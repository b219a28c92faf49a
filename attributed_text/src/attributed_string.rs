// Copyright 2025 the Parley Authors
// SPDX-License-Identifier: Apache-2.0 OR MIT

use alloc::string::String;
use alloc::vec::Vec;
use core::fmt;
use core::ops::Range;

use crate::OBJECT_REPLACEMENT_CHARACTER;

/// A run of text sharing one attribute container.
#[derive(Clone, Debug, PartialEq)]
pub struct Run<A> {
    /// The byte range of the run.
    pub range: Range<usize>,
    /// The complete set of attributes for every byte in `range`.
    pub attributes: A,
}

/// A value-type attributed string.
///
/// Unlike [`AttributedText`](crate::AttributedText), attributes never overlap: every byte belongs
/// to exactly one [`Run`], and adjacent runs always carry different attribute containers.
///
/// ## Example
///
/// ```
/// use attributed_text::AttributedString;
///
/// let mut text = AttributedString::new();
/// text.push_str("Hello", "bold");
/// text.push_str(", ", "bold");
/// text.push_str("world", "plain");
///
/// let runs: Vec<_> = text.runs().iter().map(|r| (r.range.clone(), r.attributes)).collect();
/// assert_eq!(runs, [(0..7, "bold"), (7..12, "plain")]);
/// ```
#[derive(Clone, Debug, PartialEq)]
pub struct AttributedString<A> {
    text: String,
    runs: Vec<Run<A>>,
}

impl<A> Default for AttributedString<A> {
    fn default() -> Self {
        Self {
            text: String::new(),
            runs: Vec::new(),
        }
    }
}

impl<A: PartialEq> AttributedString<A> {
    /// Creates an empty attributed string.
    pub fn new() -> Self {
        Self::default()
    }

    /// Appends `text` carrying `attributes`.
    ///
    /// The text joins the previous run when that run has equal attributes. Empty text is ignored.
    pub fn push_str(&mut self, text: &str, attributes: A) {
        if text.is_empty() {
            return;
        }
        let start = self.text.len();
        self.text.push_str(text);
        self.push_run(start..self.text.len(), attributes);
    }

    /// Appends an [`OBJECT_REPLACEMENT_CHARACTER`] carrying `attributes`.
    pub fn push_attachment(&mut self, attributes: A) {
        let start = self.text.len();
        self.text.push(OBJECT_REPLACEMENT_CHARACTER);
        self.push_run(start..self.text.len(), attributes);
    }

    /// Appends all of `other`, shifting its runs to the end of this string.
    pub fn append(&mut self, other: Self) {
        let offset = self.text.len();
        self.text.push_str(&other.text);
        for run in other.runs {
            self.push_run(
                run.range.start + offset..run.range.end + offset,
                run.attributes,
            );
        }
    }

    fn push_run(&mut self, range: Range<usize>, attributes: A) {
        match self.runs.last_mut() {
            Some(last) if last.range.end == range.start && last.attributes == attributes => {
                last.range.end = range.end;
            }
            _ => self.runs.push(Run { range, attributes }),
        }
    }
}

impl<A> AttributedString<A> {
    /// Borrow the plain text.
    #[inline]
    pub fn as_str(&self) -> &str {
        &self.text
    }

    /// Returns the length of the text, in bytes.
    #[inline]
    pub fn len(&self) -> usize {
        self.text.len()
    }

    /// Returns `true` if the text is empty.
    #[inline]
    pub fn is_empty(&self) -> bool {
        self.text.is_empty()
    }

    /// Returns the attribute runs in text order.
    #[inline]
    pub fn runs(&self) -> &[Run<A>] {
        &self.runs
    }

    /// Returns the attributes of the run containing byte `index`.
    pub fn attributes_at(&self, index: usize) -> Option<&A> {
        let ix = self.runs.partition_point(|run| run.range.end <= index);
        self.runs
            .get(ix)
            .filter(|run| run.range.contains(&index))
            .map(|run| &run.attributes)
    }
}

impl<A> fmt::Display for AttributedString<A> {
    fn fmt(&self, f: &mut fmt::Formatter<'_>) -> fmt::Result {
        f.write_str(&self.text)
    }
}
==*==
AIM OF THE TASK -
Look through the lines above and collect those with the word "every".

ANSWER FOR THE TASK -
    /// The complete set of attributes for every byte in `range`.
/// Unlike [`AttributedText`](crate::AttributedText), attributes never overlap: every byte belongs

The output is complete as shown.